• **EXERCISE GOAL**
Your answer should be one number, the count of lines in the records that carry the string "Copy".

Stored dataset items

▼

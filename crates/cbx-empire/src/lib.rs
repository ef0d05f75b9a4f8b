//! # cbx-empire — The Project Aggregate
//!
//! An [`Empire`] owns every [`Section`](cbx_pack::Section) of one project
//! and is the sole entry point for uid-based lookup and mutation.
//!
//! ## Load Order
//!
//! [`Empire::load_config`] performs, strictly in this order:
//!
//! 1. Decode the TOML project configuration ([`config`]).
//! 2. Build and load every section in configuration order.
//! 3. Index controls by uid (first match in depth-first order wins).
//! 4. Apply tag overrides ([`tags`]): every tag set to `false` forces the
//!    controls matching its patterns to `not_relevant`.
//! 5. Replay the persisted state database ([`database`]).
//!
//! Because the database is replayed last, a disposition a user recorded
//! always beats a tag-derived default.
//!
//! ## Reports
//!
//! [`report`] renders the [`EmpireSnapshot`](cbx_core::EmpireSnapshot) to
//! HTML or TOML; renderers never see the live tree.

pub mod config;
pub mod database;
pub mod empire;
pub mod error;
pub mod report;
pub mod tags;

pub use config::{ProjectConfig, SectionConfig};
pub use database::{DatabaseFormat, StateDatabase, StateRecord};
pub use empire::{Empire, MarkOutcome};
pub use error::{EmpireError, EmpireResult};
pub use report::{ReportType, StateSummary};
pub use tags::{TagTable, UidPattern, NOT_REQUIRED_STATEMENT};
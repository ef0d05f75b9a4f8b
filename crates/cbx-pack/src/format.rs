//! # Source Formats
//!
//! The closed set of checklist schemas a section can be loaded from.

use std::str::FromStr;

use serde::{Deserialize, Serialize};

use crate::error::PackError;

/// A supported checklist source format.
#[derive(Debug, Clone, Copy, PartialEq, Eq, Hash, Serialize, Deserialize)]
pub enum FileType {
    /// OWASP Application Security Verification Standard, flat JSON export.
    #[serde(rename = "ASVS_JSON", alias = "OWASP_ASVS_JSON")]
    AsvsJson,
    /// OWASP IoT Security Verification Standard, JSON export.
    #[serde(rename = "ISVS_JSON", alias = "OWASP_ISVS_JSON")]
    IsvsJson,
    /// OWASP Mobile Application Security Verification Standard, YAML.
    #[serde(rename = "MASVS_YAML", alias = "OWASP_MASVS_YAML")]
    MasvsYaml,
    /// OWASP Web Security Testing Guide checklist JSON.
    #[serde(rename = "WSTG_JSON", alias = "OWASP_WSTG_JSON")]
    WstgJson,
}

impl FileType {
    /// All formats.
    pub fn all() -> &'static [FileType] {
        &[Self::AsvsJson, Self::IsvsJson, Self::MasvsYaml, Self::WstgJson]
    }

    /// Canonical configuration tags.
    pub fn tags() -> &'static [&'static str] {
        &["ASVS_JSON", "ISVS_JSON", "MASVS_YAML", "WSTG_JSON"]
    }

    /// Canonical configuration tag.
    pub fn as_str(&self) -> &'static str {
        match self {
            Self::AsvsJson => "ASVS_JSON",
            Self::IsvsJson => "ISVS_JSON",
            Self::MasvsYaml => "MASVS_YAML",
            Self::WstgJson => "WSTG_JSON",
        }
    }

    /// Whether the source is YAML rather than JSON.
    pub fn is_yaml(&self) -> bool {
        matches!(self, Self::MasvsYaml)
    }
}

impl std::fmt::Display for FileType {
    fn fmt(&self, f: &mut std::fmt::Formatter<'_>) -> std::fmt::Result {
        f.write_str(self.as_str())
    }
}

impl FromStr for FileType {
    type Err = PackError;

    /// Accepts the canonical tags and their `OWASP_`-prefixed spellings.
    fn from_str(s: &str) -> Result<Self, Self::Err> {
        let bare = s.strip_prefix("OWASP_").unwrap_or(s);
        match bare {
            "ASVS_JSON" => Ok(Self::AsvsJson),
            "ISVS_JSON" => Ok(Self::IsvsJson),
            "MASVS_YAML" => Ok(Self::MasvsYaml),
            "WSTG_JSON" => Ok(Self::WstgJson),
            _ => Err(PackError::UnknownFormat { tag: s.to_string() }),
        }
    }
}
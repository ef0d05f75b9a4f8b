//! # Snapshot Representation
//!
//! Plain, owned mirrors of the checklist tree. Exporters and report
//! renderers consume these and never the live tree. The serialized shape is
//! a stable contract:
//!
//! ```text
//! {"sections": [{..section fields.., "groups": [{..group fields..,
//!   "items": [{..item fields.., "controls": [{..control fields..}]}]}]}]}
//! ```
//!
//! Field order in each struct is the serialization order. Nested arrays come
//! last so the structs also serialize as TOML tables.

use serde::{Deserialize, Serialize};

/// Snapshot of a whole project.
#[derive(Debug, Clone, PartialEq, Eq, Default, Serialize, Deserialize)]
pub struct EmpireSnapshot {
    /// Sections in configuration order.
    pub sections: Vec<SectionSnapshot>,
}

/// Snapshot of one imported checklist document.
#[derive(Debug, Clone, PartialEq, Eq, Serialize, Deserialize)]
pub struct SectionSnapshot {
    /// User-assigned display name.
    pub manual_name: String,
    /// User-assigned uid prefix.
    pub manual_prefix: String,
    /// User-assigned description.
    pub manual_description: String,
    /// Name from the data file.
    pub data_name: String,
    /// Short name from the data file.
    pub data_shortname: String,
    /// Version from the data file.
    pub data_version: String,
    /// Description from the data file.
    pub data_description: String,
    /// Groups in source order.
    pub groups: Vec<GroupSnapshot>,
}

/// Snapshot of a group.
#[derive(Debug, Clone, PartialEq, Eq, Serialize, Deserialize)]
pub struct GroupSnapshot {
    /// Group identifier.
    pub shortcode: String,
    /// Display order.
    pub ordinal: u32,
    /// Short display name.
    pub shortname: String,
    /// Full name.
    pub name: String,
    /// Items in source order.
    pub items: Vec<ItemSnapshot>,
}

/// Snapshot of an item.
#[derive(Debug, Clone, PartialEq, Eq, Serialize, Deserialize)]
pub struct ItemSnapshot {
    /// Item identifier.
    pub shortcode: String,
    /// Display order.
    pub ordinal: u32,
    /// Name.
    pub name: String,
    /// Controls in source order.
    pub controls: Vec<ControlSnapshot>,
}

/// Snapshot of a control.
#[derive(Debug, Clone, PartialEq, Eq, Serialize, Deserialize)]
pub struct ControlSnapshot {
    /// Control identifier within its item.
    pub shortcode: String,
    /// Display order.
    pub ordinal: u32,
    /// Requirement text.
    pub description: String,
    /// CWE identifiers.
    pub cwe: Vec<u32>,
    /// NIST identifiers.
    pub nist: Vec<String>,
    /// Uppercase state name (`UNCHECKED`, `CHECKED`, `NOT_RELEVANT`).
    pub state: String,
    /// Statement, absent when never set.
    #[serde(default, skip_serializing_if = "Option::is_none")]
    pub statement: Option<String>,
    /// `<prefix>-<shortcode>`.
    pub uid: String,
}

impl EmpireSnapshot {
    /// Every control snapshot, depth-first.
    pub fn controls(&self) -> impl Iterator<Item = &ControlSnapshot> {
        self.sections.iter().flat_map(SectionSnapshot::controls)
    }
}

impl SectionSnapshot {
    /// Every control snapshot in this section, depth-first.
    pub fn controls(&self) -> impl Iterator<Item = &ControlSnapshot> {
        self.groups
            .iter()
            .flat_map(|g| g.items.iter())
            .flat_map(|i| i.controls.iter())
    }
}
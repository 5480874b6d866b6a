use serde::{Deserialize, Serialize};

/// WGS84 coordinate in degrees.
///
/// The wire name for longitude is `lng`, matching the location payloads the
/// dashboard exchanges with its backend and push channel.
#[derive(Debug, Copy, Clone, PartialEq, Serialize, Deserialize)]
pub struct LatLng {
    pub lat: f64,
    pub lng: f64,
}

impl LatLng {
    pub const fn new(lat: f64, lng: f64) -> Self {
        Self { lat, lng }
    }

    /// Returns `None` unless `lat ∈ [-90, 90]` and `lng ∈ [-180, 180]`.
    pub fn checked(lat: f64, lng: f64) -> Option<Self> {
        let c = Self::new(lat, lng);
        c.is_valid().then_some(c)
    }

    pub fn is_valid(&self) -> bool {
        (-90.0..=90.0).contains(&self.lat) && (-180.0..=180.0).contains(&self.lng)
    }
}

impl std::fmt::Display for LatLng {
    fn fmt(&self, f: &mut std::fmt::Formatter<'_>) -> std::fmt::Result {
        write!(f, "{:.4}, {:.4}", self.lat, self.lng)
    }
}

▲

• **OUTPUT FOR THIS EXERCISE**
2